This pretty much describes how I did the "gradually remodel my eating" approach, and how I manage it in maintenance:
http://community.myfitnesspal.com/en/discussion/10636388/free-customized-personal-weight-loss-eating-plan-not-spam-or-mlm/p1
I think it was all a little easier for me because I'd been pretty active for quite a while, even while obese. While losing, I generally just kept up the routine of fun, active things I'd been doing, just making sure to account for them when estimating my daily calorie intake. I don't know how much it matters, but I was retired, too, at that point, so I had a little more control over my schedule than when I was younger and still working.
I think we have some advantages, losing weight at a little older age. Yeah, the habits we may need to change are a little more ingrained. But on the positive side, we have a lot of self knowledge (about our own preferences, strengths, limitations, and how to game them to achieve goals).

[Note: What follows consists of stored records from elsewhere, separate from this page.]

// API keys

pub async fn issue_api_key(
    ctx: &Context,
    auth: &AuthContext,
    user_id: Uuid,
    request: IssueApiKeyRequest,
) -> Result<ApiKeyResponse, AppError> {
    let user = get_user(ctx, auth, user_id).await?;
    let label = clean_name(&request.label, "Label")?;

    let plaintext = generate_key();
    let key = ApiKey {
        id: Uuid::new_v4(),
        tenant_id: auth.tenant_id,
        user_id: user.id,
        label,
        key_hash: hash_key(&plaintext),
        is_active: true,
        created_at: Utc::now(),
        last_used_at: None,
    };
    ctx.repos.auth.create_api_key(&key).await?;

    ctx.audit(
        auth,
        AuditEntry::new(
            AuditAction::Create,
            "rbac",
            "api_key",
            key.id,
            format!("API key {} issued for {}", key.label, user.email),
        ),
    )
    .await;
    Ok(ApiKeyResponse::from(key).with_key(plaintext))
}

pub async fn list_api_keys(
    ctx: &Context,
    auth: &AuthContext,
    user_id: Uuid,
) -> Result<Vec<ApiKeyResponse>, AppError> {
    get_user(ctx, auth, user_id).await?;
    let keys = ctx.repos.auth.list_api_keys(auth.tenant_id, user_id).await?;
    Ok(keys.into_iter().map(Into::into).collect())
}

pub async fn revoke_api_key(ctx: &Context, auth: &AuthContext, id: Uuid) -> Result<(), AppError> {
    if !ctx.repos.auth.revoke_api_key(auth.tenant_id, id).await? {
        return Err(AppError::NotFound("API key"));
    }

    ctx.audit(
        auth,
        AuditEntry::new(AuditAction::Delete, "rbac", "api_key", id, "API key revoked"),
    )
    .await;
    Ok(())
}

#[cfg(test)]
mod tests {
    use super::*;
    use crate::services::testing;

    const ADMIN_KEY: &str = "bootstrap-admin-key-0001";

    #[test]
    fn hashes_are_stable_hex() {
        assert_eq!(hash_key("abc"), hash_key("abc"));
        assert_eq!(hash_key("abc").len(), 64);
        assert_ne!(hash_key("abc"), hash_key("abd"));
        assert_eq!(generate_key().len(), 64);
    }

    #[tokio::test]
    async fn bootstrap_is_idempotent() {
        let ctx = testing::context();
        let first = bootstrap(&ctx, "Acme Corp", "admin@acme.test", ADMIN_KEY)
            .await
            .unwrap();
        let second = bootstrap(&ctx, "Acme Corp", "admin@acme.test", ADMIN_KEY)
            .await
            .unwrap();
        assert_eq!(first.id, second.id);
        assert_eq!(first.slug, "acme-corp");

        let auth = authenticate(&ctx, ADMIN_KEY).await.unwrap();
        assert_eq!(auth.tenant_id, first.id);
        assert!(auth.can("hr.payroll.pay"));
        assert_eq!(ctx.repos.auth.list_roles(first.id).await.unwrap().len(), 1);
    }

    #[tokio::test]
    async fn unknown_keys_are_unauthorized() {
        let ctx = testing::context();
        assert!(matches!(
            authenticate(&ctx, "nope").await,
            Err(AppError::Unauthorized)
        ));
    }

    #[tokio::test]
    async fn issued_keys_authenticate_until_revoked() {
        let ctx = testing::context();
        let admin = testing::admin(&ctx).await;

        let issued = issue_api_key(
            &ctx,
            &admin,
            admin.user_id,
            IssueApiKeyRequest { label: "ci".into() },
        )
        .await
        .unwrap();
        let plaintext = issued.key.clone().unwrap();

        let auth = authenticate(&ctx, &plaintext).await.unwrap();
        assert_eq!(auth.api_key_id, issued.id);

        let listed = list_api_keys(&ctx, &admin, admin.user_id).await.unwrap();
        assert!(listed.iter().all(|k| k.key.is_none()));

        revoke_api_key(&ctx, &admin, issued.id).await.unwrap();
        assert!(matches!(
            authenticate(&ctx, &plaintext).await,
            Err(AppError::Unauthorized)
        ));
    }

    #[tokio::test]
    async fn deactivated_users_lose_access() {
        let ctx = testing::context();
        let admin = testing::admin(&ctx).await;
        let clerk = create_user(
            &ctx,
            &admin,
            CreateUserRequest {
                email: "Clerk@Acme.test".into(),
                full_name: "Clerk".into(),
                role_id: admin.role_id,
            },
        )
        .await
        .unwrap();
        assert_eq!(clerk.email, "clerk@acme.test");

        let key = issue_api_key(&ctx, &admin, clerk.id, IssueApiKeyRequest { label: "k".into() })
            .await
            .unwrap()
            .key
            .unwrap();
        deactivate_user(&ctx, &admin, clerk.id).await.unwrap();

        assert!(matches!(authenticate(&ctx, &key).await, Err(AppError::Unauthorized)));
        assert!(matches!(get_user(&ctx, &admin, clerk.id).await, Err(AppError::NotFound(_))));
    }

    #[tokio::test]
    async fn duplicate_emails_conflict() {
        let ctx = testing::context();
        let admin = testing::admin(&ctx).await;
        let request = || CreateUserRequest {
            email: "ops@acme.test".into(),
            full_name: "Ops".into(),
            role_id: admin.role_id,
        };
        create_user(&ctx, &admin, request()).await.unwrap();
        assert!(matches!(
            create_user(&ctx, &admin, request()).await,
            Err(AppError::Conflict(_))
        ));

        let bad = CreateUserRequest {
            email: "no-at-sign".into(),
            ..request()
        };
        assert!(matches!(create_user(&ctx, &admin, bad).await, Err(AppError::BadRequest(_))));
    }

    #[tokio::test]
    async fn roles_validate_and_guard_deletion() {
        let ctx = testing::context();
        let admin = testing::admin(&ctx).await;

        let invalid = create_role(
            &ctx,
            &admin,
            CreateRoleRequest {
                name: "Broken".into(),
                description: None,
                permissions: vec!["HR.Payroll".into()],
            },
        )
        .await;
        assert!(matches!(invalid, Err(AppError::BadRequest(_))));

        let clerk = create_role(
            &ctx,
            &admin,
            CreateRoleRequest {
                name: "Clerk".into(),
                description: None,
                permissions: vec!["stock.*".into()],
            },
        )
        .await
        .unwrap();

        let duplicate = create_role(
            &ctx,
            &admin,
            CreateRoleRequest {
                name: "Clerk".into(),
                description: None,
                permissions: vec![],
            },
        )
        .await;
        assert!(matches!(duplicate, Err(AppError::Conflict(_))));

        create_user(
            &ctx,
            &admin,
            CreateUserRequest {
                email: "c@acme.test".into(),
                full_name: "C".into(),
                role_id: clerk.id,
            },
        )
        .await
        .unwrap();
        assert!(matches!(
            delete_role(&ctx, &admin, clerk.id).await,
            Err(AppError::BadRequest(_))
        ));
    }

    #[tokio::test]
    async fn me_describes_the_caller() {
        let ctx = testing::context();
        let admin = testing::admin(&ctx).await;
        let me = me(&ctx, &admin).await.unwrap();
        assert_eq!(me.user.id, admin.user_id);
        assert_eq!(me.role.name, "Administrator");
        assert_eq!(me.tenant.id, admin.tenant_id);
    }
}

We also have a lifetime of experience and skills for chipping away at big goals a tiny bit at a time, gained from things like getting an education, building a career, perhaps making a home and raising a family, possibly non-professional skills development like art/crafts/music, and more.
I'm not trying to say that weight loss or fitness improvement are easy (in psychological/practical ways) every single minute, but the basics are pretty simple, in terms of rules to follow: Figure out how many calories to eat to burn just a few more than we're eating, and do some fun activities that are progressively a little bit of a challenge.